# Amitriptyline Questions



## Spoon (Jul 19, 2002)

Hi,I have just started taking 10Mg of amitriptyline for my IBS, since I have started taking it I have noticed some changes/side effects...Firstly I sleep very heavily and have to be woken up or I just sleep... this is not usual for me, when I am woken up it takes me sometime to actually get going...Also, I have been feeling some what out of it and finding it hard to concentrate, I have also been experiencing mild heads aches and a kind of mild pounding of the head...Is this normal when taking this drug and does it pass??Any responses from people who take this would be appreciated.Thanks


----------



## honichou (Jun 30, 2002)

Why are you taking this medication?
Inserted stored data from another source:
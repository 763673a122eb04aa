//! Keyboard and touch input state.
//!
//! DOM listeners never touch game state directly: they push an [`InputEvent`] onto
//! the [`EventQueue`], and the game drains the queue once per frame before the
//! physics step. Touch points carry raw client coordinates; they are converted to
//! logical coordinates at drain time with whatever viewport is current at that
//! point in the queue, so a resize queued before a touch applies to it.

use std::collections::{HashMap, VecDeque};

use crate::viewport::Viewport;

// --- Key codes (KeyboardEvent.code) -----------------------------------------

pub const KEY_LEFT: &str = "ArrowLeft";
pub const KEY_RIGHT: &str = "ArrowRight";
pub const KEY_JUMP: &str = "Space";

// --- Events -------------------------------------------------------------------

/// One touch point from `TouchEvent.changedTouches`.
#[derive(Clone, Copy, Debug, PartialEq)]
pub struct TouchPoint {
    pub id: i32,
    pub client_x: f64,
    pub client_y: f64,
}

/// A touch event batch together with the canvas top-left in client space at the
/// moment the event fired.
#[derive(Clone, Debug, PartialEq)]
pub struct TouchBatch {
    pub origin: (f64, f64),
    pub points: Vec<TouchPoint>,
}

#[derive(Clone, Debug, PartialEq)]
pub enum InputEvent {
    KeyDown(String),
    KeyUp(String),
    TouchStart(TouchBatch),
    TouchEnd(TouchBatch),
    TouchCancel(TouchBatch),
    TouchMove(TouchBatch),
    /// Window inner size in CSS pixels.
    Resize { width: f64, height: f64 },
}

/// Single-consumer FIFO of input events.
#[derive(Debug, Default)]
pub struct EventQueue {
    events: VecDeque<InputEvent>,
}

impl EventQueue {
    pub fn new() -> Self {
        Self::default()
    }

    pub fn push(&mut self, event: InputEvent) {
        self.events.push_back(event);
    }

    pub fn pop(&mut self) -> Option<InputEvent> {
        self.events.pop_front()
    }

    pub fn len(&self) -> usize {
        self.events.len()
    }

    pub fn is_empty(&self) -> bool {
        self.events.is_empty()
    }
}

// --- Touch regions --------------------------------------------------------------

/// On-screen control regions in logical coordinates. The top third is the jump
/// button, the lower two thirds are split into left / right halves. A point exactly
/// on the one-third line belongs to no region.
#[derive(Clone, Copy, Debug, PartialEq, Eq)]
enum Region {
    Left,
    Right,
}

fn movement_region(x: f64, y: f64, logical_width: f64, logical_height: f64) -> Option<Region> {
    let half = logical_width / 2.0;
    if !(y > logical_height / 3.0) {
        None
    } else if x < half {
        Some(Region::Left)
    } else if x >= half {
        Some(Region::Right)
    } else {
        None
    }
}

fn in_jump_region(y: f64, logical_height: f64) -> bool {
    y < logical_height / 3.0
}

#[derive(Clone, Copy, Debug, Default, PartialEq)]
pub struct TouchControls {
    pub left: bool,
    pub right: bool,
    pub jump: bool,
    /// Touch currently driving `jump`; only its release clears the jump flag.
    pub jump_touch_id: Option<i32>,
}

// --- Input state ----------------------------------------------------------------

#[derive(Clone, Debug, Default)]
pub struct InputState {
    keys: HashMap<String, bool>,
    pub touch: TouchControls,
}

impl InputState {
    pub fn new() -> Self {
        Self::default()
    }

    pub fn key_down(&mut self, code: &str) {
        self.keys.insert(code.to_string(), true);
    }

    pub fn key_up(&mut self, code: &str) {
        self.keys.insert(code.to_string(), false);
    }

    pub fn is_key_held(&self, code: &str) -> bool {
        self.keys.get(code).copied().unwrap_or(false)
    }

    pub fn touch_start(&mut self, points: &[(i32, f64, f64)], logical_width: f64, logical_height: f64) {
        for &(id, x, y) in points {
            match movement_region(x, y, logical_width, logical_height) {
                Some(Region::Left) => self.touch.left = true,
                Some(Region::Right) => self.touch.right = true,
                None => {}
            }
            if in_jump_region(y, logical_height) && !self.touch.jump {
                self.touch.jump = true;
                self.touch.jump_touch_id = Some(id);
            }
        }
    }

    /// Shared by `touchend` and `touchcancel`.
    pub fn touch_end(&mut self, points: &[(i32, f64, f64)], logical_width: f64, logical_height: f64) {
        for &(id, x, y) in points {
            match movement_region(x, y, logical_width, logical_height) {
                Some(Region::Left) => self.touch.left = false,
                Some(Region::Right) => self.touch.right = false,
                None => {}
            }
            if self.touch.jump_touch_id == Some(id) {
                self.touch.jump = false;
                self.touch.jump_touch_id = None;
            }
        }
    }

    /// Apply one queued event. Returns the new window size for resize events so the
    /// caller can refit the viewport; touch coordinates are converted with
    /// `viewport` as it is at this point in the queue. Touches are dropped while
    /// the canvas has no area, since they cannot be mapped to logical space.
    pub fn apply(
        &mut self,
        event: &InputEvent,
        viewport: &Viewport,
        logical_width: f64,
        logical_height: f64,
    ) -> Option<(f64, f64)> {
        let logical = |batch: &TouchBatch| -> Vec<(i32, f64, f64)> {
            batch
                .points
                .iter()
                .map(|p| {
                    let (x, y) = viewport.to_logical((p.client_x, p.client_y), batch.origin);
                    (p.id, x, y)
                })
                .collect()
        };
        let mappable = viewport.scale > 0.0;
        match event {
            InputEvent::KeyDown(code) => self.key_down(code),
            InputEvent::KeyUp(code) => self.key_up(code),
            InputEvent::TouchStart(batch) if mappable => {
                self.touch_start(&logical(batch), logical_width, logical_height)
            }
            InputEvent::TouchEnd(batch) | InputEvent::TouchCancel(batch) if mappable => {
                self.touch_end(&logical(batch), logical_width, logical_height)
            }
            InputEvent::TouchStart(_) | InputEvent::TouchEnd(_) | InputEvent::TouchCancel(_) => {
                log::debug!("touch ignored: canvas has zero size");
            }
            // dragging does not re-evaluate which region a finger is in
            InputEvent::TouchMove(_) => {}
            InputEvent::Resize { width, height } => return Some((*width, *height)),
        }
        None
    }

    pub fn wants_left(&self) -> bool {
        self.is_key_held(KEY_LEFT) || self.touch.left
    }

    pub fn wants_right(&self) -> bool {
        self.is_key_held(KEY_RIGHT) || self.touch.right
    }

    pub fn wants_jump(&self) -> bool {
        self.is_key_held(KEY_JUMP) || self.touch.jump
    }

    /// A touch jump fires once per press. The owning touch id is kept until that
    /// finger lifts; a held Space key keeps requesting.
    pub fn consume_jump(&mut self) {
        self.touch.jump = false;
    }
}
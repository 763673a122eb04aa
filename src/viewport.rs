//! Fits the fixed logical resolution into the browser window.

/// Physical canvas size plus the logical -> pixel scale factor.
#[derive(Clone, Copy, Debug, PartialEq)]
pub struct Viewport {
    pub width: u32,
    pub height: u32,
    pub scale: f64,
}

impl Viewport {
    /// Largest canvas with the logical aspect ratio that fits the window.
    /// Pixel sizes truncate the same way assigning a float to `canvas.width` does,
    /// and the scale is taken from the truncated width.
    pub fn fit(window_width: f64, window_height: f64, logical_width: f64, logical_height: f64) -> Self {
        let game_ratio = logical_width / logical_height;
        let window_ratio = window_width / window_height;
        let (w, h) = if window_ratio < game_ratio {
            // taller than the game: fit width
            (window_width, window_width / game_ratio)
        } else {
            (window_height * game_ratio, window_height)
        };
        let width = w.max(0.0) as u32;
        let height = h.max(0.0) as u32;
        Self {
            width,
            height,
            scale: width as f64 / logical_width,
        }
    }

    /// Window (client) coordinates to logical coordinates, given the canvas'
    /// top-left corner in client space.
    pub fn to_logical(&self, client: (f64, f64), origin: (f64, f64)) -> (f64, f64) {
        (
            (client.0 - origin.0) / self.scale,
            (client.1 - origin.1) / self.scale,
        )
    }
}
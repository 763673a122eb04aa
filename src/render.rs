//! Frame drawing. Everything is a flat-colored rectangle painted in logical
//! coordinates under a uniform scale transform.

use crate::config::Palette;
use crate::entities::World;
use crate::error::GameError;
use crate::geometry::Rect;
use crate::viewport::Viewport;

/// The handful of 2d-canvas operations the game needs. The browser build
/// implements it on top of `CanvasRenderingContext2d`.
pub trait Surface {
    /// Set the backing pixel size of the drawing surface.
    fn resize(&mut self, width: u32, height: u32);
    fn set_image_smoothing(&mut self, enabled: bool);
    /// Clear a rectangle in physical pixels.
    fn clear(&mut self, width: f64, height: f64);
    fn save(&mut self);
    fn scale(&mut self, factor: f64) -> Result<(), GameError>;
    fn fill_rect(&mut self, color: &str, rect: Rect);
    fn restore(&mut self);
}

/// Push a freshly computed viewport to the surface. Resizing a canvas resets its
/// context state, so smoothing is switched off again every time.
pub fn apply_viewport<S: Surface + ?Sized>(surface: &mut S, viewport: &Viewport) {
    surface.resize(viewport.width, viewport.height);
    surface.set_image_smoothing(false);
}

/// Draw one full frame: background layers (each tiled twice for wraparound),
/// platforms, then the player. Nothing carries over from the previous frame.
pub fn draw_frame<S: Surface + ?Sized>(
    surface: &mut S,
    world: &World,
    viewport: &Viewport,
    palette: &Palette,
) -> Result<(), GameError> {
    surface.clear(viewport.width as f64, viewport.height as f64);
    surface.save();
    let painted = paint_scene(surface, world, viewport.scale, palette);
    // always pop the transform, even if scaling failed
    surface.restore();
    painted
}

fn paint_scene<S: Surface + ?Sized>(
    surface: &mut S,
    world: &World,
    scale: f64,
    palette: &Palette,
) -> Result<(), GameError> {
    surface.scale(scale)?;

    for layer in &world.layers {
        let rect = layer.rect();
        surface.fill_rect(&layer.color, rect);
        surface.fill_rect(&layer.color, Rect { x: rect.x + rect.width, ..rect });
    }
    for platform in &world.platforms {
        surface.fill_rect(&platform.color, platform.rect());
    }
    surface.fill_rect(&palette.player, world.player.rect());
    Ok(())
}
It is very constipating; in fact, it is probably the worst of the trycyclics where constipation is concerned.Just to give you a perspective, I was at one time on 300 mg a day of amytryptiline for depression. All of the side effects that you mention are typical of the medication; however, at 10mg a day, I should think that they would be minimal. As you body accomodates, the side effects should dissipate, but you may remain more tired than usual.Steven


----------



## neicy52 (Jun 11, 2002)

Hi Spoon! I have IBS-D and have been taking Elavil for three months. Yes, at the beginning, I had the same symptoms, that you are describing. Once your body adjusts to the medication, the sleepiness and the morning grogginess ease up. I know that it is supposed to be constipating and I'm taking 25mgs., wondering if I need to up the dose. I'm still having the loose stools in the morning and I'm very curious, as to what mgs. have helped other people, like me. I read Steven's post, but he stated he was taking it for depression. Can anybody answer my question?


----------



## Jayann (Jun 25, 2001)

Hi Spoon, I am also taking Elavil (Amitripline). I started out with 10ml and now i am at100ml. I take 50ml am and 50ml pm. At first i was tired but after a couple of weeks my bodybecame accustomed to it. This is the only antidepressant that helped we with the pain. I would lay on the bathroom floor in a fetal position all night and go to work the next morning. Give it a fair try it might help. If not there are other meds your dr could try. Good Luck!


----------



## gasbob (Dec 4, 2001)

You are experiencing normal side effects for this drug. In my case, they mostly went away, but I stil notice my thought process is a bit slow.I play bullet chess on the internet (<2 minutes/game). When playing at this rate, I do notice I am slower than I used to be.Bob


----------



## Spoon (Jul 19, 2002)

Hi,Thanks for the replies, I have been on the drug for about 2 weeks now and have seen that my dosage is not really that high. (10mg a day)I have noticed that the side affects are starting to become less now, but I still do get out of it abit and get a funny feeling on my scalp like I am wearing a hat and it is pushing on my head.I am starting to feel much better than I used to and have started doing some of the things I used to do, but I do suffer from bad days now and then aswell. I am not sure if it is totally the drugs that are helping because I started the HT tapes at the same time as starting the drugs but the main thing is I am feeling better than I was.I hope all of you are better too...


----------